Live Skull's earliest lineup included Julie Hair on vocals and Dan Braun (formerly of Spinal Root Gang and Circus Mort) on drums. They were soon joined by drummer James Lo and bassist Marnie Greenholz. With this lineup of the band, lead vocals were shared by Mark C., Greenholz and Paine.

Cover of 1984 Live Skull record by Rick Prol

In 1984, Live Skull released their self-titled debut 12-inch EP on Massive Records. After signing to Homestead Records, they released their 1985 debut full-length, Bringing Home the Bait. The follow-up, 1986's Cloud One, featured slightly more accessible song structures. A live album titled Don't Get Any on You was recorded at CBGB later that year, followed by the Pusherman 12-inch EP.

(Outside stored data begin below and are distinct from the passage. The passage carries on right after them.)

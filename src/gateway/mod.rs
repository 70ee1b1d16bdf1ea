//! Axum HTTP gateway for the contact directory.
//!
//! - Request body size limit (64KB max)
//! - Request timeout (30s)
//! - Key derivation and file I/O run on the blocking pool

pub mod pages;
pub mod session;

use crate::auth::{AuthError, CredentialStore};
use crate::config::Config;
use crate::records::xlsx::XLSX_CONTENT_TYPE;
use crate::records::{Connection, RecordError, RecordStore};
use anyhow::{Context, Result};
use axum::{
    extract::{Path, Query, State},
    http::{header, StatusCode},
    response::{Html, IntoResponse, Json, Redirect, Response},
    routing::get,
    Form, Router,
};
use pages::FormMode;
use serde::Deserialize;
use session::{CurrentUser, RequireUser, SessionSigner};
use std::net::SocketAddr;
use std::sync::Arc;
use std::time::Duration;
use tower_http::limit::RequestBodyLimitLayer;
use tower_http::timeout::TimeoutLayer;

/// Maximum request body size (64KB)
pub const MAX_BODY_SIZE: usize = 65_536;
/// Request timeout (30s)
pub const REQUEST_TIMEOUT_SECS: u64 = 30;

const DOWNLOAD_FILENAME: &str = "connections.xlsx";

/// Shared state for all axum handlers
#[derive(Clone)]
pub struct AppState {
    pub credentials: Arc<CredentialStore>,
    pub records: Arc<RecordStore>,
    pub sessions: Arc<SessionSigner>,
    /// Send bootstrap-password logins to `/change-password`.
    pub force_password_change: bool,
}

impl AppState {
    pub fn from_config(config: &Config) -> Result<Self> {
        let sessions = SessionSigner::from_config(&config.gateway)
            .map_err(|e| anyhow::anyhow!("Invalid session secret: {e}"))?;
        Ok(Self {
            credentials: Arc::new(CredentialStore::open(
                &config.auth.users_file,
                config.bootstrap_account(),
            )),
            records: Arc::new(RecordStore::open(&config.records.data_file)),
            sessions: Arc::new(sessions),
            force_password_change: config.auth.force_password_change,
        })
    }
}

pub fn build_router(state: AppState) -> Router {
    Router::new()
        .route("/", get(handle_index))
        .route("/health", get(handle_health))
        .route("/login", get(handle_login_page).post(handle_login_submit))
        .route("/logout", get(handle_logout))
        .route("/add", get(handle_add_page).post(handle_add_submit))
        .route(
            "/update/{idx}",
            get(handle_update_page).post(handle_update_submit),
        )
        .route("/download", get(handle_download))
        .route(
            "/change-password",
            get(handle_change_password_page).post(handle_change_password_submit),
        )
        .with_state(state)
        .layer(RequestBodyLimitLayer::new(MAX_BODY_SIZE))
        .layer(TimeoutLayer::with_status_code(
            StatusCode::REQUEST_TIMEOUT,
            Duration::from_secs(REQUEST_TIMEOUT_SECS),
        ))
}

/// Run the HTTP gateway until Ctrl-C.
pub async fn run_gateway(config: Config) -> Result<()> {
    let state = AppState::from_config(&config)?;

    // Fail at start-up rather than on the first request.
    let credentials = state.credentials.clone();
    let records = state.records.clone();
    tokio::task::spawn_blocking(move || -> Result<()> {
        credentials
            .ensure_initialized()
            .with_context(|| format!("Failed to initialize {}", credentials.location()))?;
        credentials
            .load()
            .with_context(|| format!("Failed to read {}", credentials.location()))?;
        records
            .ensure_initialized()
            .with_context(|| format!("Failed to initialize {}", records.path().display()))?;
        Ok(())
    })
    .await??;

    let host = &config.gateway.host;
    let addr: SocketAddr = format!("{host}:{}", config.gateway.port).parse()?;
    let listener = tokio::net::TcpListener::bind(addr).await?;
    let actual_port = listener.local_addr()?.port();
    let display_addr = format!("{host}:{actual_port}");

    println!("📇 ConnectionDB listening on http://{display_addr}");
    println!("  Credentials: {}", config.auth.users_file.display());
    println!("  Data file:   {}", config.records.data_file.display());
    println!("  GET  /            list / search");
    println!("  GET  /login       sign in");
    println!("  GET  /add         add a connection");
    println!("  GET  /download    export spreadsheet");
    println!("  GET  /health      health check");
    println!("  Press Ctrl+C to stop.\n");
    tracing::info!(addr = %display_addr, "Gateway started");

    axum::serve(listener, build_router(state))
        .with_graceful_shutdown(shutdown_signal())
        .await?;

    tracing::info!("Gateway stopped");
    Ok(())
}

async fn shutdown_signal() {
    if let Err(e) = tokio::signal::ctrl_c().await {
        tracing::error!("Failed to listen for Ctrl-C: {e}");
    }
}

// ══════════════════════════════════════════════════════════════════════════════
// ERRORS
// ══════════════════════════════════════════════════════════════════════════════

/// Store or runtime failure surfaced as a generic 500 page.
#[derive(Debug, thiserror::Error)]
enum GatewayError {
    #[error(transparent)]
    Auth(#[from] AuthError),
    #[error(transparent)]
    Records(#[from] RecordError),
    #[error("blocking task failed: {0}")]
    Join(#[from] tokio::task::JoinError),
}

impl IntoResponse for GatewayError {
    fn into_response(self) -> Response {
        tracing::error!("Request failed: {self}");
        (
            StatusCode::INTERNAL_SERVER_ERROR,
            Html(pages::render_error(
                "Something went wrong",
                "The server could not complete this request. Please try again later.",
            )),
        )
            .into_response()
    }
}

async fn run_blocking<T, E, F>(f: F) -> Result<T, GatewayError>
where
    F: FnOnce() -> Result<T, E> + Send + 'static,
    T: Send + 'static,
    E: Into<GatewayError> + Send + 'static,
{
    tokio::task::spawn_blocking(f).await?.map_err(Into::into)
}

/// Accept only same-site relative paths as a post-login target.
fn safe_next(next: Option<&str>) -> &str {
    match next {
        Some(path)
            if path.starts_with('/')
                && !path.starts_with("//")
                && !path.contains('\\')
                && !path.chars().any(char::is_control) =>
        {
            path
        }
        _ => "/",
    }
}

// ══════════════════════════════════════════════════════════════════════════════
// AXUM HANDLERS
// ══════════════════════════════════════════════════════════════════════════════

/// GET /health (public)
async fn handle_health() -> impl IntoResponse {
    Json(serde_json::json!({ "status": "ok" }))
}

#[derive(Debug, Default, Deserialize)]
pub struct SearchQuery {
    pub q: Option<String>,
}

/// GET /?q= (public listing and search)
async fn handle_index(
    State(state): State<AppState>,
    CurrentUser(user): CurrentUser,
    Query(query): Query<SearchQuery>,
) -> Result<Html<String>, GatewayError> {
    let q = query.q.unwrap_or_default();
    let store = state.records.clone();
    let needle = q.clone();
    let hits = run_blocking(move || store.search(&needle)).await?;
    Ok(Html(pages::render_index(&hits, &q, user.as_deref())))
}

#[derive(Debug, Default, Deserialize)]
pub struct LoginQuery {
    pub next: Option<String>,
}

#[derive(Debug, Deserialize)]
pub struct LoginForm {
    pub username: String,
    pub password: String,
    pub next: Option<String>,
}

/// GET /login
async fn handle_login_page(Query(query): Query<LoginQuery>) -> Html<String> {
    Html(pages::render_login(safe_next(query.next.as_deref()), None))
}

/// POST /login
async fn handle_login_submit(
    State(state): State<AppState>,
    Form(form): Form<LoginForm>,
) -> Result<Response, GatewayError> {
    let next = safe_next(form.next.as_deref()).to_string();
    let LoginForm {
        username, password, ..
    } = form;

    let store = state.credentials.clone();
    let outcome = run_blocking(move || match store.authenticate(&username, &password) {
        Ok(user) => Ok(Some((user, store.is_bootstrap_password(&password)))),
        Err(e) if e.is_rejection() => Ok(None),
        Err(e) => Err(e),
    })
    .await?;

    let Some((user, bootstrap_password)) = outcome else {
        tracing::warn!("Rejected login attempt");
        return Ok((
            StatusCode::UNAUTHORIZED,
            Html(pages::render_login(&next, Some("Invalid credentials"))),
        )
            .into_response());
    };

    tracing::info!(username = %user.username, "Login succeeded");
    let target = if state.force_password_change && bootstrap_password {
        "/change-password"
    } else {
        next.as_str()
    };
    let cookie = state.sessions.issue(&user.username);
    Ok(([(header::SET_COOKIE, cookie)], Redirect::to(target)).into_response())
}

/// GET /logout
async fn handle_logout(State(state): State<AppState>) -> impl IntoResponse {
    ([(header::SET_COOKIE, state.sessions.clear())], Redirect::to("/"))
}

#[derive(Debug, Deserialize)]
pub struct ConnectionForm {
    pub name: String,
    pub company: String,
    pub connection_link: String,
    pub email: String,
    pub phone: Option<String>,
    pub role: String,
}

impl From<ConnectionForm> for Connection {
    fn from(form: ConnectionForm) -> Self {
        Self {
            name: form.name.trim().to_string(),
            company: form.company.trim().to_string(),
            connection_link: form.connection_link.trim().to_string(),
            email: form.email.trim().to_string(),
            phone: form
                .phone
                .map(|p| p.trim().to_string())
                .filter(|p| !p.is_empty()),
            role: form.role.trim().to_string(),
            extra: Vec::new(),
        }
    }
}

fn invalid_record_page(mode: FormMode, record: &Connection, error: &RecordError) -> Response {
    (
        StatusCode::UNPROCESSABLE_ENTITY,
        Html(pages::render_connection_form(
            mode,
            record,
            Some(&error.to_string()),
        )),
    )
        .into_response()
}

/// GET /add
async fn handle_add_page(RequireUser(_user): RequireUser) -> Html<String> {
    Html(pages::render_connection_form(
        FormMode::Add,
        &Connection::default(),
        None,
    ))
}

/// POST /add
async fn handle_add_submit(
    State(state): State<AppState>,
    RequireUser(user): RequireUser,
    Form(form): Form<ConnectionForm>,
) -> Result<Response, GatewayError> {
    let record = Connection::from(form);
    if let Err(e) = record.validate() {
        return Ok(invalid_record_page(FormMode::Add, &record, &e));
    }

    let store = state.records.clone();
    let idx = run_blocking(move || store.add(record)).await?;
    tracing::info!(username = %user, idx, "Connection added");
    Ok(Redirect::to("/").into_response())
}

/// GET /update/{idx}
async fn handle_update_page(
    State(state): State<AppState>,
    RequireUser(_user): RequireUser,
    Path(idx): Path<usize>,
) -> Result<Response, GatewayError> {
    let store = state.records.clone();
    let record = run_blocking(move || store.get(idx)).await?;
    Ok(match record {
        Some(record) => Html(pages::render_connection_form(
            FormMode::Update(idx),
            &record,
            None,
        ))
        .into_response(),
        None => Redirect::to("/").into_response(),
    })
}

/// POST /update/{idx}
async fn handle_update_submit(
    State(state): State<AppState>,
    RequireUser(user): RequireUser,
    Path(idx): Path<usize>,
    Form(form): Form<ConnectionForm>,
) -> Result<Response, GatewayError> {
    let record = Connection::from(form);
    if let Err(e) = record.validate() {
        return Ok(invalid_record_page(FormMode::Update(idx), &record, &e));
    }

    let store = state.records.clone();
    if run_blocking(move || store.update(idx, record)).await? {
        tracing::info!(username = %user, idx, "Connection updated");
    } else {
        tracing::debug!(idx, "Update for missing row ignored");
    }
    Ok(Redirect::to("/").into_response())
}

/// GET /download: the data file as an attachment
async fn handle_download(
    State(state): State<AppState>,
    RequireUser(_user): RequireUser,
) -> Result<Response, GatewayError> {
    let store = state.records.clone();
    let bytes = run_blocking(move || store.read_bytes()).await?;
    Ok((
        [
            (header::CONTENT_TYPE, XLSX_CONTENT_TYPE.to_string()),
            (
                header::CONTENT_DISPOSITION,
                format!("attachment; filename=\"{DOWNLOAD_FILENAME}\""),
            ),
        ],
        bytes,
    )
        .into_response())
}

#[derive(Debug, Deserialize)]
pub struct ChangePasswordForm {
    pub current: String,
    pub new_password: String,
    pub confirm: String,
}

/// GET /change-password
async fn handle_change_password_page(RequireUser(user): RequireUser) -> Html<String> {
    Html(pages::render_change_password(&user, None, None))
}

/// POST /change-password
async fn handle_change_password_submit(
    State(state): State<AppState>,
    RequireUser(user): RequireUser,
    Form(form): Form<ChangePasswordForm>,
) -> Result<Response, GatewayError> {
    let store = state.credentials.clone();
    let username = user.clone();
    let result = tokio::task::spawn_blocking(move || {
        store.change_password(&username, &form.current, &form.new_password, &form.confirm)
    })
    .await?;

    let message = match result {
        Ok(()) => {
            return Ok(Html(pages::render_change_password(
                &user,
                None,
                Some("Password updated"),
            ))
            .into_response())
        }
        Err(AuthError::PasswordMismatch) => "Passwords do not match",
        Err(e) if e.is_rejection() => "Current password incorrect",
        Err(e) => return Err(e.into()),
    };
    tracing::warn!(username = %user, "Password change rejected: {message}");
    Ok((
        StatusCode::BAD_REQUEST,
        Html(pages::render_change_password(&user, Some(message), None)),
    )
        .into_response())
}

Thalia Zedek joined the band as lead singer in 1987, taking over most of the vocal duties so that the other members could concentrate on their instruments. Zedek had previously played in the Boston-area post-punk outfits White Women, Dangerous Birds and Uzi. The band also replaced Lo with ex-Ruin drummer Richard Hutchins. Zedek and Hutchins debuted on 1987's Dusted, which spawned a black-and-white music video for the song "5-D". This video later appeared on the Twelve O'Clock High Volume 1 (1989, Atavistic) video compilation.

The group next signed to Caroline Records, which issued 1988's six-song Snuffer 12-inch EP. Greenholz subsequently left and was replaced by Sonda Andersson, a former member of Rat at Rat R and cousin of avant-garde composer Glenn Branca. Released in 1989, Positraction was a more accessible, song-oriented effort that continued their generally positive critical reaction. Live Skull disbanded in 1990 due to sustained lack of commercial success, with Paine deciding to focus on an alternate career.

==Post-breakup and other activity==
Mark C. was involved in various other New York music projects, including Spoiler; Int'l Shades (with ex-Sonic Youth drummer Bob Bert), which released the Hash Wednesday album in 2005 on Cass Records; and Outpost 13 (including Kent Heine of The Holy Ghost and Stuart Argabright of Ike Yard).

Paine received a Master of Fine Arts degree in film at the University of South Florida in Tampa, and writes about world cinema.

Braun later played with Swans (for a short time in 1982, and then again on their 1991 album Body to Body, Job to Job), the Del-Byzanteens, Glenn Branca, Radio Firefight and Deep Six.

Hair later played with 3 Teens Kill 4 and Bite Like a Kitty.

Mark C. and Greenholz briefly reunited in the band Fuse, which released a double 7-inch EP, Dana's Room, in 1992 on the PCP Entertainment label.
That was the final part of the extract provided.